#### Data for the task:
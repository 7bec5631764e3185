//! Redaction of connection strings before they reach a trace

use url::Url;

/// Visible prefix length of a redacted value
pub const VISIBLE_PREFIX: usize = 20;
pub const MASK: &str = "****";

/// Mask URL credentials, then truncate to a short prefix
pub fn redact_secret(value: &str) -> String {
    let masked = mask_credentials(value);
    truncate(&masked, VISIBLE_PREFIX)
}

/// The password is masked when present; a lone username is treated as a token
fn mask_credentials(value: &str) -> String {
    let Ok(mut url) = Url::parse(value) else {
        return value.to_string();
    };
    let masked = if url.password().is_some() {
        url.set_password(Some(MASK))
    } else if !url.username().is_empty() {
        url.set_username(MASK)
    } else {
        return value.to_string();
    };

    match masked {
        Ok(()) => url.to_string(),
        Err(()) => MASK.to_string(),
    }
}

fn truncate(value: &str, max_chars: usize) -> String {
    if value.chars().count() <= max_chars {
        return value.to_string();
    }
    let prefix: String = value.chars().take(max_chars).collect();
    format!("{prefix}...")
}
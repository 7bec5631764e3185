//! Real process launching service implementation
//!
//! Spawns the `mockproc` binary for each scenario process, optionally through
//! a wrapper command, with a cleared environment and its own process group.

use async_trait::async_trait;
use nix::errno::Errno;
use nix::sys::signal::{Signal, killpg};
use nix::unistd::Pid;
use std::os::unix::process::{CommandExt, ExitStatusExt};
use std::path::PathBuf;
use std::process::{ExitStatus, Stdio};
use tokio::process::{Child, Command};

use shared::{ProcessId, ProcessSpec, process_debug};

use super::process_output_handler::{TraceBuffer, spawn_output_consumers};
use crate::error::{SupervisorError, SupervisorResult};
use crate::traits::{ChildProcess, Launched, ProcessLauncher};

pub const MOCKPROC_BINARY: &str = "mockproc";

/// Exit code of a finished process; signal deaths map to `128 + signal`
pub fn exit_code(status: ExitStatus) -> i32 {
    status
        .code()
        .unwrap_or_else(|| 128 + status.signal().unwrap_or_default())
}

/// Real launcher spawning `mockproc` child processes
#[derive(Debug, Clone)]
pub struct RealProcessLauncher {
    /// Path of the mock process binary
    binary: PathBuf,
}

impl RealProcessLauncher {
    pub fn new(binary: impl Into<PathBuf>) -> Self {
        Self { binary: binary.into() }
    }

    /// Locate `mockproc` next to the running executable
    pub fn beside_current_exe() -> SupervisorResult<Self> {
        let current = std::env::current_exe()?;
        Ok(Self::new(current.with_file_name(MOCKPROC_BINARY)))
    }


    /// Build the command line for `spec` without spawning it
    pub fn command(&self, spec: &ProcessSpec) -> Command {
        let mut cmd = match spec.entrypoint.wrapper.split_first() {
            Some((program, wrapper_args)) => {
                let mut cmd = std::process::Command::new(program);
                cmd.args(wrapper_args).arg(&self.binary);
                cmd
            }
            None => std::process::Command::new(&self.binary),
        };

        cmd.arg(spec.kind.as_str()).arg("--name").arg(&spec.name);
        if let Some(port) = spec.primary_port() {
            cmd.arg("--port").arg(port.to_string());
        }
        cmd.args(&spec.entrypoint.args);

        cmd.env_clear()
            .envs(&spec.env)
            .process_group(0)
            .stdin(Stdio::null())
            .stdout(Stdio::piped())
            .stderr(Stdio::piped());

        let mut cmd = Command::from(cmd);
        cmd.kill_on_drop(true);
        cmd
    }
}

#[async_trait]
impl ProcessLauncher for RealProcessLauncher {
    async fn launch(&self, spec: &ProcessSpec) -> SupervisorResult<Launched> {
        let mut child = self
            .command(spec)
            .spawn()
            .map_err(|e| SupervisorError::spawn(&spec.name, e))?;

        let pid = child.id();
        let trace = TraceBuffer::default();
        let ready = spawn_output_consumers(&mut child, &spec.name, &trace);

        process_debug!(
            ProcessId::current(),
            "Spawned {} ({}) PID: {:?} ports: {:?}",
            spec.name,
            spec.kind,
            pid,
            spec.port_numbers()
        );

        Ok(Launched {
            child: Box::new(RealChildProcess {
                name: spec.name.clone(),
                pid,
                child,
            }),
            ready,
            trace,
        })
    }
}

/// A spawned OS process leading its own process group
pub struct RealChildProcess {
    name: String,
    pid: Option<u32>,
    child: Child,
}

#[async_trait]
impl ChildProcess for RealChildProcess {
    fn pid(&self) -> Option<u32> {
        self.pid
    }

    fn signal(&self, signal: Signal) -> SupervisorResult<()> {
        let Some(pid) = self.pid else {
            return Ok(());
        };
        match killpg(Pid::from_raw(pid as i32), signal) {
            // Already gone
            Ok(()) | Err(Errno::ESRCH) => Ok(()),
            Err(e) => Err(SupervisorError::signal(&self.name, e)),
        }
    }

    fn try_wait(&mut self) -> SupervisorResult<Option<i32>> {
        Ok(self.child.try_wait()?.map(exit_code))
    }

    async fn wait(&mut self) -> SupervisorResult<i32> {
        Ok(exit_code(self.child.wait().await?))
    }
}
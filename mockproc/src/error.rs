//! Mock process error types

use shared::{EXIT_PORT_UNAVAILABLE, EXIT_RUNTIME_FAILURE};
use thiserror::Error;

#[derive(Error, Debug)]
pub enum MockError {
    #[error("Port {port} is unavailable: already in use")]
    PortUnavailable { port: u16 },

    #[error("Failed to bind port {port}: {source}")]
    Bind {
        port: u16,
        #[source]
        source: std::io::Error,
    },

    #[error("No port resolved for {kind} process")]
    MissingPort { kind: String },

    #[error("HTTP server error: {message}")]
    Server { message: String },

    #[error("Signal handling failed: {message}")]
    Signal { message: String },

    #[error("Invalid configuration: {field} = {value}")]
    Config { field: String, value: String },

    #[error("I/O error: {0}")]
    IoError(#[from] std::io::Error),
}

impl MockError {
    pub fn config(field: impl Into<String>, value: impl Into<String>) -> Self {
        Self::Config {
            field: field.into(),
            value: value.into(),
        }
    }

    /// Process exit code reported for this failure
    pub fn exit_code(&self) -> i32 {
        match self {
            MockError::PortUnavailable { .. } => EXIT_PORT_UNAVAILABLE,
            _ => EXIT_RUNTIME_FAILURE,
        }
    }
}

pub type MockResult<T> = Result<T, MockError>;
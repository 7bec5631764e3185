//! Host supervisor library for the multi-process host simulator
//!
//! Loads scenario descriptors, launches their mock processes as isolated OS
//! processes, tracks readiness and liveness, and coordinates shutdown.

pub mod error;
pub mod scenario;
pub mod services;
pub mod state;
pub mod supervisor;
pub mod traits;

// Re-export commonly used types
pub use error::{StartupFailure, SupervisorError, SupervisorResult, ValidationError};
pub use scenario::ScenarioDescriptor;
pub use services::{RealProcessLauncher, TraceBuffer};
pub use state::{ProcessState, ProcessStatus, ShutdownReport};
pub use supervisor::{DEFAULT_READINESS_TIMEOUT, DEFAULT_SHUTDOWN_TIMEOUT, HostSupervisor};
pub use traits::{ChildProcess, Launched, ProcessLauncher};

#### Task to complete:
Each record above, from first to last, should be written out again exactly.

#### Result of this task:
repository 7bec5631764e3185
//! Redaction of connection strings before they reach a trace

use url::Url;

/// Visible prefix length of a redacted value
pub const VISIBLE_PREFIX: usize = 20;
pub const MASK: &str = "****";

/// Mask URL credentials, then truncate to a short prefix
pub fn redact_secret(value: &str) -> String {
    let masked = mask_credentials(value);
    truncate(&masked, VISIBLE_PREFIX)
}

/// The password is masked when present; a lone username is treated as a token
fn mask_credentials(value: &str) -> String {
    let Ok(mut url) = Url::parse(value) else {
        return value.to_string();
    };
    let masked = if url.password().is_some() {
        url.set_password(Some(MASK))
    } else if !url.username().is_empty() {
        url.set_username(MASK)
    } else {
        return value.to_string();
    };

    match masked {
        Ok(()) => url.to_string(),
        Err(()) => MASK.to_string(),
    }
}

fn truncate(value: &str, max_chars: usize) -> String {
    if value.chars().count() <= max_chars {
        return value.to_string();
    }
    let prefix: String = value.chars().take(max_chars).collect();
    format!("{prefix}...")
}
repository 7bec5631764e3185
//! Real process launching service implementation
//!
//! Spawns the `mockproc` binary for each scenario process, optionally through
//! a wrapper command, with a cleared environment and its own process group.

use async_trait::async_trait;
use nix::errno::Errno;
use nix::sys::signal::{Signal, killpg};
use nix::unistd::Pid;
use std::os::unix::process::{CommandExt, ExitStatusExt};
use std::path::PathBuf;
use std::process::{ExitStatus, Stdio};
use tokio::process::{Child, Command};

use shared::{ProcessId, ProcessSpec, process_debug};

use super::process_output_handler::{TraceBuffer, spawn_output_consumers};
use crate::error::{SupervisorError, SupervisorResult};
use crate::traits::{ChildProcess, Launched, ProcessLauncher};

pub const MOCKPROC_BINARY: &str = "mockproc";

/// Exit code of a finished process; signal deaths map to `128 + signal`
pub fn exit_code(status: ExitStatus) -> i32 {
    status
        .code()
        .unwrap_or_else(|| 128 + status.signal().unwrap_or_default())
}

/// Real launcher spawning `mockproc` child processes
#[derive(Debug, Clone)]
pub struct RealProcessLauncher {
    /// Path of the mock process binary
    binary: PathBuf,
}

impl RealProcessLauncher {
    pub fn new(binary: impl Into<PathBuf>) -> Self {
        Self { binary: binary.into() }
    }

    /// Locate `mockproc` next to the running executable
    pub fn beside_current_exe() -> SupervisorResult<Self> {
        let current = std::env::current_exe()?;
        Ok(Self::new(current.with_file_name(MOCKPROC_BINARY)))
    }


    /// Build the command line for `spec` without spawning it
    pub fn command(&self, spec: &ProcessSpec) -> Command {
        let mut cmd = match spec.entrypoint.wrapper.split_first() {
            Some((program, wrapper_args)) => {
                let mut cmd = std::process::Command::new(program);
                cmd.args(wrapper_args).arg(&self.binary);
                cmd
            }
            None => std::process::Command::new(&self.binary),
        };

        cmd.arg(spec.kind.as_str()).arg("--name").arg(&spec.name);
        if let Some(port) = spec.primary_port() {
            cmd.arg("--port").arg(port.to_string());
        }
        cmd.args(&spec.entrypoint.args);

        cmd.env_clear()
            .envs(&spec.env)
            .process_group(0)
            .stdin(Stdio::null())
            .stdout(Stdio::piped())
            .stderr(Stdio::piped());

        let mut cmd = Command::from(cmd);
        cmd.kill_on_drop(true);
        cmd
    }
}

#[async_trait]
impl ProcessLauncher for RealProcessLauncher {
    async fn launch(&self, spec: &ProcessSpec) -> SupervisorResult<Launched> {
        let mut child = self
            .command(spec)
            .spawn()
            .map_err(|e| SupervisorError::spawn(&spec.name, e))?;

        let pid = child.id();
        let trace = TraceBuffer::default();
        let ready = spawn_output_consumers(&mut child, &spec.name, &trace);

        process_debug!(
            ProcessId::current(),
            "Spawned {} ({}) PID: {:?} ports: {:?}",
            spec.name,
            spec.kind,
            pid,
            spec.port_numbers()
        );

        Ok(Launched {
            child: Box::new(RealChildProcess {
                name: spec.name.clone(),
                pid,
                child,
            }),
            ready,
            trace,
        })
    }
}

/// A spawned OS process leading its own process group
pub struct RealChildProcess {
    name: String,
    pid: Option<u32>,
    child: Child,
}

#[async_trait]
impl ChildProcess for RealChildProcess {
    fn pid(&self) -> Option<u32> {
        self.pid
    }

    fn signal(&self, signal: Signal) -> SupervisorResult<()> {
        let Some(pid) = self.pid else {
            return Ok(());
        };
        match killpg(Pid::from_raw(pid as i32), signal) {
            // Already gone
            Ok(()) | Err(Errno::ESRCH) => Ok(()),
            Err(e) => Err(SupervisorError::signal(&self.name, e)),
        }
    }

    fn try_wait(&mut self) -> SupervisorResult<Option<i32>> {
        Ok(self.child.try_wait()?.map(exit_code))
    }

    async fn wait(&mut self) -> SupervisorResult<i32> {
        Ok(exit_code(self.child.wait().await?))
    }
}
filename mockproc/src/error.rs
//! Mock process error types

use shared::{EXIT_PORT_UNAVAILABLE, EXIT_RUNTIME_FAILURE};
use thiserror::Error;

#[derive(Error, Debug)]
pub enum MockError {
    #[error("Port {port} is unavailable: already in use")]
    PortUnavailable { port: u16 },

    #[error("Failed to bind port {port}: {source}")]
    Bind {
        port: u16,
        #[source]
        source: std::io::Error,
    },

    #[error("No port resolved for {kind} process")]
    MissingPort { kind: String },

    #[error("HTTP server error: {message}")]
    Server { message: String },

    #[error("Signal handling failed: {message}")]
    Signal { message: String },

    #[error("Invalid configuration: {field} = {value}")]
    Config { field: String, value: String },

    #[error("I/O error: {0}")]
    IoError(#[from] std::io::Error),
}

impl MockError {
    pub fn config(field: impl Into<String>, value: impl Into<String>) -> Self {
        Self::Config {
            field: field.into(),
            value: value.into(),
        }
    }

    /// Process exit code reported for this failure
    pub fn exit_code(&self) -> i32 {
        match self {
            MockError::PortUnavailable { .. } => EXIT_PORT_UNAVAILABLE,
            _ => EXIT_RUNTIME_FAILURE,
        }
    }
}

pub type MockResult<T> = Result<T, MockError>;
repository 7bec5631764e3185
//! Host supervisor library for the multi-process host simulator
//!
//! Loads scenario descriptors, launches their mock processes as isolated OS
//! processes, tracks readiness and liveness, and coordinates shutdown.

pub mod error;
pub mod scenario;
pub mod services;
pub mod state;
pub mod supervisor;
pub mod traits;

// Re-export commonly used types
pub use error::{StartupFailure, SupervisorError, SupervisorResult, ValidationError};
pub use scenario::ScenarioDescriptor;
pub use services::{RealProcessLauncher, TraceBuffer};
pub use state::{ProcessState, ProcessStatus, ShutdownReport};
pub use supervisor::{DEFAULT_READINESS_TIMEOUT, DEFAULT_SHUTDOWN_TIMEOUT, HostSupervisor};
pub use traits::{ChildProcess, Launched, ProcessLauncher};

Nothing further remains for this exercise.